--- Data for processing ---

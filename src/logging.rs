//! Bridge into the `tracing` ecosystem.
//!
//! [`TracingSink`] turns each record into a `tracing` event, so an application
//! that already installed a subscriber can hand the facade to its components
//! without opening a second output stream. The level and message map onto the
//! event's level and message; everything else is rendered as logfmt in a
//! `fields` value.

use crate::error::LogResult;
use crate::format::Format;
use crate::level::{Level, LEVEL_KEY};
use crate::logger::MSG_KEY;
use crate::sink::Sink;
use crate::value::{Field, Value};
use tracing::{debug, error, info, warn};

/// Event target used for forwarded records.
pub const TRACING_TARGET: &str = "kv_logger";

/// Sink that forwards records as `tracing` events.
#[derive(Debug, Clone, Copy, Default)]
pub struct TracingSink;

pub(crate) fn record_level(record: &[Field]) -> Level {
    record
        .iter()
        .find(|(key, _)| key == LEVEL_KEY)
        .and_then(|(_, value)| match value {
            Value::Str(name) => name.parse().ok(),
            _ => None,
        })
        .unwrap_or(Level::Info)
}

impl Sink for TracingSink {
    fn log(&self, record: &[Field]) -> LogResult<()> {
        let level = record_level(record);
        let message = record
            .iter()
            .find(|(key, _)| key == MSG_KEY)
            .map(|(_, value)| value.to_string())
            .unwrap_or_default();

        let rest: Vec<Field> = record
            .iter()
            .filter(|(key, _)| key != LEVEL_KEY && key != MSG_KEY)
            .cloned()
            .collect();
        let mut line = Vec::new();
        Format::Logfmt.encode(&rest, &mut line)?;
        let fields = String::from_utf8_lossy(&line);
        let fields = fields.trim_end();

        match level {
            Level::Debug => debug!(target: TRACING_TARGET, fields = %fields, "{}", message),
            Level::Info => info!(target: TRACING_TARGET, fields = %fields, "{}", message),
            Level::Warn => warn!(target: TRACING_TARGET, fields = %fields, "{}", message),
            Level::Error => error!(target: TRACING_TARGET, fields = %fields, "{}", message),
        }
        Ok(())
    }
}

//! Error types for the logging facade.
//!
//! Errors only ever surface in two places:
//! - Startup configuration ([`LoggerConfig::from_env`](crate::LoggerConfig::from_env),
//!   [`Level`](crate::Level) parsing), where the caller must decide what to do.
//! - Sink writes ([`Sink::log`](crate::Sink::log)). These are returned to the
//!   logger, which drops them. A log call never fails from the caller's side.
//!
//! # Result Type
//!
//! Use [`LogResult<T>`] as a convenient alias for `Result<T, LogError>`:
//!
//! ```rust
//! use kv_logger::{Level, LogResult};
//!
//! fn parse_level(raw: &str) -> LogResult<Level> {
//!     raw.parse()
//! }
//! ```

use thiserror::Error;

/// Convenient result type for logging operations.
pub type LogResult<T> = std::result::Result<T, LogError>;

/// Errors produced by sinks and configuration parsing.
#[derive(Error, Debug)]
pub enum LogError {
    /// Writing an encoded record to the output stream failed.
    #[error("Failed to write log record: {0}")]
    Io(#[from] std::io::Error),

    /// A record could not be encoded.
    #[error("Failed to encode log record: {0}")]
    Encode(#[from] serde_json::Error),

    /// A severity name did not match any known level.
    #[error("Unknown log level: {level}")]
    InvalidLevel {
        /// The name that was rejected.
        level: String,
    },

    /// A configuration value could not be interpreted.
    #[error("Invalid logging configuration for {key}: {message}")]
    InvalidConfig {
        /// The configuration key (usually an environment variable name).
        key: String,
        /// What was wrong with the value.
        message: String,
    },
}

impl LogError {
    pub fn invalid_level(level: impl Into<String>) -> Self {
        Self::InvalidLevel {
            level: level.into(),
        }
    }

    pub fn invalid_config(key: impl Into<String>, message: impl Into<String>) -> Self {
        Self::InvalidConfig {
            key: key.into(),
            message: message.into(),
        }
    }

    /// Whether the error came from the output path rather than configuration.
    ///
    /// Loggers swallow these; configuration errors are returned to the caller.
    #[cfg(test)]
    pub(crate) fn is_sink_failure(&self) -> bool {
        matches!(self, Self::Io(_) | Self::Encode(_))
    }
}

---

The expected answer is a copy of each line in the records that holds the word "Format".

* **The completed task**:
use crate::format::Format;
        Format::Logfmt.encode(&rest, &mut line)?;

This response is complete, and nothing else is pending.